Avant-garde cinema emerged at a time when cinema was still very young and its pioneers had begun their work in the ‘20s (both in the United States and in Europe), however, the ‘60s was indeed the decade in which this cinema succeeded and made a name for itself. The reason is that, in contrast to the previous periods and especially to most experimental films, which were largely concerned with mere images, a kind of style arose during this period that was fundamentally influenced by social, political, and, above all, sexual issues. Among the filmmakers of the genre, we can mention Andy Warhol, Jack Smith, and Carolee Schneemann1, the prominent in experimental cinema, whose works significantly broke the taboo of sexual images and noticeably inspired the artists of the time.
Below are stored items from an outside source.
//! HTTP side of the feed API.
//!
//! Thin request/response wrapper: every call attaches the session secret as
//! the `Secret` cookie, non-2xx responses become typed [`ApiError`]s, and no
//! retries happen here. Retry policy belongs to callers.

use bytes::Bytes;
use reqwest::header;
use reqwest::{RequestBuilder, Response, StatusCode};
use url::Url;

use crate::protocol::Feed;

mod error;
pub use error::ApiError;

/// Response header carrying the server version on `GET /api`.
pub const VERSION_HEADER: &str = "Ybfeed-Version";

/// Client for the feed HTTP API. Cheap to clone; construct one per session
/// and pass it down rather than sharing a global.
#[derive(Debug, Clone)]
pub struct ApiClient {
    http: reqwest::Client,
    base_url: Url,
}

impl ApiClient {
    /// `base_url` must be an `http` or `https` URL; the config layer
    /// validates this before constructing a client.
    pub fn new(base_url: Url) -> Self {
        Self {
            http: reqwest::Client::new(),
            base_url,
        }
    }

    pub fn base_url(&self) -> &Url {
        &self.base_url
    }

    fn api_url(&self, segments: &[&str]) -> Url {
        let mut url = self.base_url.clone();
        url.path_segments_mut()
            .expect("base URL is hierarchical")
            .pop_if_empty()
            .push("api")
            .extend(segments);
        url
    }

    /// The channel endpoint for a feed, with the scheme swapped http→ws.
    pub fn ws_url(&self, feed: &str, secret: &str) -> Url {
        let mut url = self.base_url.clone();
        let scheme = if url.scheme() == "https" { "wss" } else { "ws" };
        url.set_scheme(scheme)
            .expect("http(s) scheme swaps to ws(s)");
        url.path_segments_mut()
            .expect("base URL is hierarchical")
            .pop_if_empty()
            .push("ws")
            .push(feed);
        url.query_pairs_mut().append_pair("secret", secret);
        url
    }

    fn with_secret(req: RequestBuilder, secret: Option<&str>) -> RequestBuilder {
        match secret {
            Some(s) if !s.is_empty() => req.header(header::COOKIE, format!("Secret={s}")),
            _ => req,
        }
    }

    async fn send(req: RequestBuilder) -> Result<Response, ApiError> {
        let res = req.send().await.map_err(ApiError::Unavailable)?;
        let status = res.status();
        if status == StatusCode::UNAUTHORIZED {
            return Err(ApiError::Unauthorized);
        }
        if !status.is_success() {
            let message = res.text().await.unwrap_or_default();
            return Err(ApiError::Server { status, message });
        }
        Ok(res)
    }

    /// `GET /api`: liveness probe. Returns the advertised server version,
    /// if any. Display only.
    pub async fn ping(&self) -> Result<Option<String>, ApiError> {
        let url = self.api_url(&[]);
        let res = Self::send(self.http.get(url)).await?;
        let version = res
            .headers()
            .get(VERSION_HEADER)
            .and_then(|v| v.to_str().ok())
            .map(str::to_owned);
        Ok(version)
    }

    /// Fetch the current state of a feed. Visiting a fresh name creates the
    /// feed server-side, so this can succeed without a secret exactly once.
    pub async fn get_feed(&self, feed: &str, secret: Option<&str>) -> Result<Feed, ApiError> {
        let url = self.api_url(&["feeds", feed]);
        let res = Self::send(Self::with_secret(self.http.get(url), secret)).await?;
        res.json::<Feed>()
            .await
            .map_err(|err| ApiError::Decode(err.to_string()))
    }

    /// Exchange a candidate secret (shared-link parameter or user-entered
    /// PIN) for a working session secret.
    pub async fn authenticate_feed(&self, feed: &str, candidate: &str) -> Result<String, ApiError> {
        let mut url = self.api_url(&["feeds", feed]);
        url.query_pairs_mut().append_pair("secret", candidate);
        let res = Self::send(self.http.get(url)).await?;
        let body = res
            .json::<Feed>()
            .await
            .map_err(|err| ApiError::Decode(err.to_string()))?;
        body.session_secret()
            .map(str::to_owned)
            .ok_or_else(|| ApiError::Decode("exchange response carried no secret".into()))
    }

    /// Fetch one item's raw content.
    pub async fn get_item(
        &self,
        feed: &str,
        item: &str,
        secret: Option<&str>,
    ) -> Result<Bytes, ApiError> {
        let url = self.api_url(&["feeds", feed, "items", item]);
        let res = Self::send(Self::with_secret(self.http.get(url), secret)).await?;
        res.bytes()
            .await
            .map_err(|err| ApiError::Decode(err.to_string()))
    }

    /// Add an item; the payload travels raw with its content type.
    pub async fn post_item(
        &self,
        feed: &str,
        content_type: &str,
        body: Vec<u8>,
        secret: Option<&str>,
    ) -> Result<(), ApiError> {
        let url = self.api_url(&["feeds", feed]);
        let req = self
            .http
            .post(url)
            .header(header::CONTENT_TYPE, content_type)
            .body(body);
        Self::send(Self::with_secret(req, secret)).await?;
        Ok(())
    }

    pub async fn delete_item(
        &self,
        feed: &str,
        item: &str,
        secret: Option<&str>,
    ) -> Result<(), ApiError> {
        let url = self.api_url(&["feeds", feed, "items", item]);
        Self::send(Self::with_secret(self.http.delete(url), secret)).await?;
        Ok(())
    }

    /// Remove every item from the feed.
    pub async fn empty_feed(&self, feed: &str, secret: Option<&str>) -> Result<(), ApiError> {
        let url = self.api_url(&["feeds", feed, "items"]);
        Self::send(Self::with_secret(self.http.delete(url), secret)).await?;
        Ok(())
    }

    /// Set a temporary numeric PIN on the feed. The server expires it after
    /// two minutes; the client only triggers the set.
    pub async fn set_pin(&self, feed: &str, pin: &str, secret: Option<&str>) -> Result<(), ApiError> {
        let url = self.api_url(&["feeds", feed]);
        let req = self.http.patch(url).body(pin.to_owned());
        Self::send(Self::with_secret(req, secret)).await?;
        Ok(())
    }

    /// Register a push subscription for this feed. The subscription document
    /// comes from whatever push machinery the caller runs; it is opaque here.
    pub async fn add_subscription(
        &self,
        feed: &str,
        subscription: &serde_json::Value,
        secret: Option<&str>,
    ) -> Result<(), ApiError> {
        let url = self.api_url(&["feeds", feed, "subscription"]);
        let req = self.http.post(url).json(subscription);
        Self::send(Self::with_secret(req, secret)).await?;
        Ok(())
    }

    pub async fn remove_subscription(
        &self,
        feed: &str,
        subscription: &serde_json::Value,
        secret: Option<&str>,
    ) -> Result<(), ApiError> {
        let url = self.api_url(&["feeds", feed, "subscription"]);
        let req = self.http.delete(url).json(subscription);
        Self::send(Self::with_secret(req, secret)).await?;
        Ok(())
    }
}

#[cfg(test)]
mod tests {
    use super::*;

    fn client() -> ApiClient {
        ApiClient::new(Url::parse("http://127.0.0.1:8080").unwrap())
    }

    #[test]
    fn api_urls_nest_under_api_prefix() {
        let c = client();
        assert_eq!(
            c.api_url(&["feeds", "demo"]).as_str(),
            "http://127.0.0.1:8080/api/feeds/demo"
        );
        assert_eq!(
            c.api_url(&["feeds", "demo", "items", "x.txt"]).as_str(),
            "http://127.0.0.1:8080/api/feeds/demo/items/x.txt"
        );
    }

    #[test]
    fn feed_names_are_percent_encoded() {
        let c = client();
        assert_eq!(
            c.api_url(&["feeds", "my feed"]).as_str(),
            "http://127.0.0.1:8080/api/feeds/my%20feed"
        );
    }

    #[test]
    fn ws_url_swaps_scheme_and_carries_secret() {
        let c = client();
        assert_eq!(
            c.ws_url("demo", "abc123").as_str(),
            "ws://127.0.0.1:8080/ws/demo?secret=abc123"
        );

        let tls = ApiClient::new(Url::parse("https://feed.example.com").unwrap());
        assert_eq!(
            tls.ws_url("demo", "abc123").as_str(),
            "wss://feed.example.com/ws/demo?secret=abc123"
        );
    }
}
It is indisputable, as Raymond Durgnat writes in Sexual Alienation in the Cinema, that the aesthetic extremism, enfeeblement of content, and neglect of deeply intellectual themes pursued by American underground filmmakers also influenced their European counterparts. However, it was in Europe that some filmmakers began to set aside formalist obsessions to some degree and approach what Durgnat called the “dream narrative” form.2 Stephen Dwoskin (1939-2012), who was always admired by Durgnat, was one of these cineastes. He achieved the “dream narrative” form by producing films in both experimental and narrative ways, creating a “personal” – in his own words – cinema.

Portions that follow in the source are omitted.